1. The prudence required in church government.

2. The proper reserve or safeguard in the kingdom of God.—Do not admit the “dogs” and “swine” to your spiritual communion, for you will only infuriate them. The dogs will bark and snarl at everything holy and sacred, and the “swine” will only indulge in sensuality. “Dogs” and “swine” admitted into the church do more harm by far than out-and-out infidels.—J. Harries.

A twofold warning.—I. Against making too much of the evil we see, or think we see, in others (Matthew 7:1-5).

II. Against making too little of it (Matthew 7:6).—J. M. Gibson, D.D.

Matthew 7:1. Rash judging condemned.—

I. Consider this prohibition in its relation to the scribes and Pharisees.—

1. They had a great deal of pride and self-conceit, as if it belonged to them to be dictators to all others (Luke 18:11).

2. They had in their minds a great contempt of, and a great uncharitableness towards, all other persons that were not of their own sect and party (Luke 18:9).

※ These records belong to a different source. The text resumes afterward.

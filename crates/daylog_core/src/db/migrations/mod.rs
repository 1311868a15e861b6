//! Ordered schema steps for the day-log store.
//!
//! Each step is one SQL script; the highest applied step is stored in
//! `PRAGMA user_version`. Pending steps run in a single transaction, so a
//! failing step leaves the file at its previous version.

use crate::db::{schema_version, DbError, DbResult};
use log::info;
use rusqlite::Connection;

/// `(version, script)` pairs, strictly increasing.
const SCHEMA_STEPS: &[(u32, &str)] = &[(1, include_str!("0001_init.sql"))];

/// Newest schema version this build can write.
pub fn latest_version() -> u32 {
    SCHEMA_STEPS.last().map_or(0, |(version, _)| *version)
}

/// Brings `conn` up to `latest_version()` and returns the version it started from.
///
/// # Errors
/// - `UnsupportedSchemaVersion` when the file is ahead of this build.
/// - `Migration` naming the first step that failed.
pub fn apply_migrations(conn: &mut Connection) -> DbResult<u32> {
    let found = schema_version(conn)?;
    let latest = latest_version();
    if found > latest {
        return Err(DbError::UnsupportedSchemaVersion {
            db_version: found,
            latest_supported: latest,
        });
    }

    let pending: Vec<_> = SCHEMA_STEPS
        .iter()
        .filter(|(version, _)| *version > found)
        .collect();
    if pending.is_empty() {
        return Ok(found);
    }

    let tx = conn.transaction()?;
    for (version, script) in pending {
        let step = |source| DbError::Migration {
            version: *version,
            source,
        };
        tx.execute_batch(script).map_err(step)?;
        tx.pragma_update(None, "user_version", *version)
            .map_err(step)?;
    }
    tx.commit()?;

    info!(
        "event=db_migrate module=db status=ok from_version={} to_version={}",
        found, latest
    );
    Ok(found)
}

3. Agreeably to this inward disposition of their minds, they were very censorious of others; making faults where there were none, and aggravating them where they were.

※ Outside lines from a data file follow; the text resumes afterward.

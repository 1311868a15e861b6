//! Todo use-cases.
//!
//! # Invariants
//! - Every structural change leaves each affected hour block with dense
//!   `sort_order` values `0..n`.
//! - Todo mutations on locked or past days are `Forbidden`.

use crate::model::date_key::DateKey;
use crate::model::day::{HourBlockId, UserId};
use crate::model::todo::{Todo, TodoId};
use crate::repo::todo_repo::{MoveOutcome, NewTodo, TodoRepository};
use crate::repo::{Entity, RepoError};
use crate::service::{parse_date_input, parse_hour_input, ServiceResult};
use log::info;

/// Todo service facade over repository implementations.
pub struct TodoService<R: TodoRepository> {
    repo: R,
}

impl<R: TodoRepository> TodoService<R> {
    pub fn new(repo: R) -> Self {
        Self { repo }
    }

    /// Appends a pending todo to slot `hour` of `date`.
    pub fn create_todo(
        &self,
        user_id: UserId,
        date: &str,
        hour: u8,
        title: &str,
        estimated_minutes: i64,
        today: DateKey,
    ) -> ServiceResult<Todo> {
        let date = parse_date_input(date)?;
        let hour = parse_hour_input(hour)?;
        let todo = self.repo.create_todo(
            user_id,
            date,
            hour,
            &NewTodo {
                title: title.to_string(),
                estimated_minutes,
                actual_minutes: None,
            },
            today,
        )?;
        info!(
            "event=todo_create module=service status=ok date={} hour={} todo_id={} sort_order={}",
            date, hour, todo.id, todo.sort_order
        );
        Ok(todo)
    }

    pub fn get_todo(&self, user_id: UserId, todo_id: TodoId) -> ServiceResult<Todo> {
        self.repo
            .get_todo(user_id, todo_id)?
            .ok_or_else(|| RepoError::not_found(Entity::Todo, todo_id).into())
    }

    pub fn list_block(&self, user_id: UserId, block_id: HourBlockId) -> ServiceResult<Vec<Todo>> {
        Ok(self.repo.list_block(user_id, block_id)?)
    }

    /// Flips Pending and Done in one write transaction.
    pub fn toggle_todo(
        &self,
        user_id: UserId,
        todo_id: TodoId,
        today: DateKey,
    ) -> ServiceResult<Todo> {
        let todo = self.repo.toggle_status(user_id, todo_id, today)?;
        info!(
            "event=todo_toggle module=service status=ok todo_id={} todo_status={}",
            todo.id,
            todo.status.as_str()
        );
        Ok(todo)
    }

    pub fn set_actual_minutes(
        &self,
        user_id: UserId,
        todo_id: TodoId,
        minutes: Option<i64>,
        today: DateKey,
    ) -> ServiceResult<Todo> {
        Ok(self
            .repo
            .set_actual_minutes(user_id, todo_id, minutes, today)?)
    }

    /// Deletes a todo and closes the gap in its block.
    pub fn delete_todo(
        &self,
        user_id: UserId,
        todo_id: TodoId,
        today: DateKey,
    ) -> ServiceResult<()> {
        self.repo.delete_todo(user_id, todo_id, today)?;
        info!(
            "event=todo_delete module=service status=ok todo_id={}",
            todo_id
        );
        Ok(())
    }

    /// Moves a todo to `target_index` of another (or the same) block of its day.
    ///
    /// Out-of-range indices are clamped; moving across days is `Forbidden`.
    pub fn move_todo(
        &self,
        user_id: UserId,
        todo_id: TodoId,
        target_block_id: HourBlockId,
        target_index: i64,
        today: DateKey,
    ) -> ServiceResult<MoveOutcome> {
        let outcome = self
            .repo
            .move_todo(user_id, todo_id, target_block_id, target_index, today)?;
        info!(
            "event=todo_move module=service status=ok todo_id={} cross_block={} requested_index={} placed_index={}",
            todo_id,
            outcome.source_block_id != target_block_id,
            target_index,
            outcome.placed_index
        );
        Ok(outcome)
    }

    /// Marks every pending todo of today done; returns how many changed.
    pub fn complete_all(
        &self,
        user_id: UserId,
        date: &str,
        today: DateKey,
    ) -> ServiceResult<usize> {
        let date = parse_date_input(date)?;
        let changed = self.repo.complete_all(user_id, date, today)?;
        info!(
            "event=todo_complete_all module=service status=ok date={} changed={}",
            date, changed
        );
        Ok(changed)
    }
}
//! Day-log domain model.
//!
//! # Responsibility
//! - Define the records shared by materialization, editing, ordering and sweep.
//! - Keep pure lifecycle, scoring, ordering and summary rules free of storage.
//!
//! # Invariants
//! - Lifecycle and sweep logic consume `DateKey` values, never raw instants.
//! - Everything in this module is deterministic for fixed inputs.

pub mod date_key;
pub mod day;
pub mod lifecycle;
pub mod ordering;
pub mod policy;
pub mod score;
pub mod summary;
pub mod todo;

4. When they had made this rash judgment in their own minds, they did not content themselves to contemplate it there, but took all opportunities to vent it in their words and actions; carrying themselves haughtily and superciliously to others (Isaiah 65:5).

5. In all companies they were the dictators, the reprovers, and monitors. It was a crime for a man to see with his own eyes and not with theirs.
6. In admonishing and reproving their neighbour, their aim was not so much his edification and amendment of life, as the gaining him over to their party; or if they could not compass that, the running him down, and exposing him.

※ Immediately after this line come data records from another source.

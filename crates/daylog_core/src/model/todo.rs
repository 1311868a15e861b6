//! Work items and backlog items.
//!
//! # Invariants
//! - Titles are trimmed and non-empty.
//! - Minute values are non-negative and at most one day.

use crate::model::date_key::DateKey;
use crate::model::day::{DailyLogId, HourBlockId, UserId};
use serde::{Deserialize, Serialize};
use std::error::Error;
use std::fmt::{Display, Formatter};
use uuid::Uuid;

pub type TodoId = Uuid;
pub type BacklogItemId = Uuid;

pub const MAX_TITLE_CHARS: usize = 200;
pub const MAX_MINUTES: i64 = 24 * 60;

/// Completion state of a todo.
#[derive(Debug, Clone, Copy, PartialEq, Eq, Hash, Serialize, Deserialize)]
#[serde(rename_all = "snake_case")]
pub enum TodoStatus {
    Pending,
    Done,
}

impl TodoStatus {
    pub fn as_str(self) -> &'static str {
        match self {
            Self::Pending => "pending",
            Self::Done => "done",
        }
    }

    pub fn parse(value: &str) -> Option<Self> {
        match value {
            "pending" => Some(Self::Pending),
            "done" => Some(Self::Done),
            _ => None,
        }
    }

    pub fn toggled(self) -> Self {
        match self {
            Self::Pending => Self::Done,
            Self::Done => Self::Pending,
        }
    }
}

/// One work item inside an hour slot.
#[derive(Debug, Clone, PartialEq, Eq, Serialize, Deserialize)]
pub struct Todo {
    pub id: TodoId,
    pub daily_log_id: DailyLogId,
    pub hour_block_id: HourBlockId,
    pub title: String,
    pub estimated_minutes: i64,
    pub actual_minutes: Option<i64>,
    pub status: TodoStatus,
    /// Dense zero-based position inside the owning hour block.
    pub sort_order: i64,
    /// Epoch ms; tie-breaker for equal sort orders.
    pub created_at: i64,
}

impl Todo {
    pub fn is_done(&self) -> bool {
        self.status == TodoStatus::Done
    }
}

/// Unfinished work detached from any day.
#[derive(Debug, Clone, PartialEq, Eq, Serialize, Deserialize)]
pub struct BacklogItem {
    pub id: BacklogItemId,
    pub user_id: UserId,
    pub title: String,
    pub estimated_minutes: i64,
    pub actual_minutes: Option<i64>,
    /// Day the item was deferred from, when it came from a sweep.
    pub source_date: Option<DateKey>,
    pub source_hour: Option<u8>,
    pub created_at: i64,
}

/// Validation failures for todo input.
#[derive(Debug, Clone, PartialEq, Eq)]
pub enum TodoValidationError {
    EmptyTitle,
    TitleTooLong { max_chars: usize, actual_chars: usize },
    MinutesOutOfRange(i64),
}

impl Display for TodoValidationError {
    fn fmt(&self, f: &mut Formatter<'_>) -> std::fmt::Result {
        match self {
            Self::EmptyTitle => write!(f, "todo title must not be blank"),
            Self::TitleTooLong {
                max_chars,
                actual_chars,
            } => write!(f, "todo title has {actual_chars} chars; limit is {max_chars}"),
            Self::MinutesOutOfRange(value) => {
                write!(f, "minutes {value} is outside 0..={MAX_MINUTES}")
            }
        }
    }
}

impl Error for TodoValidationError {}

/// Trims and bounds a todo title.
pub fn normalize_title(value: &str) -> Result<String, TodoValidationError> {
    let trimmed = value.trim();
    if trimmed.is_empty() {
        return Err(TodoValidationError::EmptyTitle);
    }
    let actual_chars = trimmed.chars().count();
    if actual_chars > MAX_TITLE_CHARS {
        return Err(TodoValidationError::TitleTooLong {
            max_chars: MAX_TITLE_CHARS,
            actual_chars,
        });
    }
    Ok(trimmed.to_string())
}

pub fn validate_minutes(value: i64) -> Result<i64, TodoValidationError> {
    if (0..=MAX_MINUTES).contains(&value) {
        Ok(value)
    } else {
        Err(TodoValidationError::MinutesOutOfRange(value))
    }
}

II. The true meaning of the prohibition.—

1. Note some lawful practices which might seem to fall under this prohibition.
(1) We are not to understand that the office of judges or magistrates was intended to be prohibited by these words. Our Saviour was now preaching to a multitude of private persons, showing them their duty.
(2) Nor is the authority of any other superiors over their inferiors designed to be taken away or encroached upon. Parents may, and ought to, administer admonition to their children; masters and mistresses, and overseers, may, by authority, judge of their servants, etc.

(3) Nor is it designed that any man should not use a judgment of discretion as far as relates to the conduct of himself and his affairs (1 John 4:1; 2 Thessalonians 3:6).

(4) Far less are they guilty of the breach of this rule, who, in the execution of their office, do in ever so severe terms, exclaim against vice in general (2 Timothy 4:1; Titus 2:15).

(5) Nor are they guilty of the breach of this rule, who, with a spirit of meekness, and from a principle of charity, and with a design to reform, and not to expose, perform the duty of admonishing and rebuking the offending brother (Leviticus 19:17; Luke 17:3).

2. The evil forbidden is censoriousness, i.e. a love to find fault; and this has commonly some bitter root of vice from which it proceeds; such as pride and vanity, malice and envy, resentment and revenge, cruelty, or delighting in mischief, though often it flows from mere custom and thoughtlessness.

(1) In this censorious spirit there is always a secret joy and gladness to find fault; whereas in a good man there is always the quite contrary temper.
(2) The censorious man is forward to judge without any obligation from his office; perhaps without any clearness of evidences, upon some idle stories, or bare suspicions, surmises, and suggestions; whereas a charitable man is very unwillingly drawn into any such employ.
(3) He has a strong bias and inclination to find his neighbour guilty; accepts of very slender proof of anything that tends to his defamation, sometimes makes up what is wanting in fact, with his own malicious suggestions and fruitful invention.
(4) He usurps the ascendant in all companies.
(5) He allows himself an uncharitable sharpness in censuring other men’s faults; never reflecting on the frailty of human nature in general, nor his own errors and follies in particular.
(6) He is not contented to judge and condemn the evil actions of his neighbour; but commonly adds some aggravating remarks and aggravations of his own, with an intent to show with what an evil spirit and intention he did them. He enters upon God’s prerogative, and judges of his neighbour’s heart and thoughts.
(7) Another character of this judging, censorious temper is that the person in whom it resides never keeps it to himself; he is impatient till he sets it abroad.
(8) He endeavours to fix the crime of every single person upon his whole party, and to load any opinion which he has a mind to blacken with all the evil consequences that can be drawn from the errors and follies of any of those that maintain it.
(9) This spirit of rash and censorious judgment is near akin to schism in the church, sedition in the state, and a downright spirit of persecution.—Jas. Blair, M.A.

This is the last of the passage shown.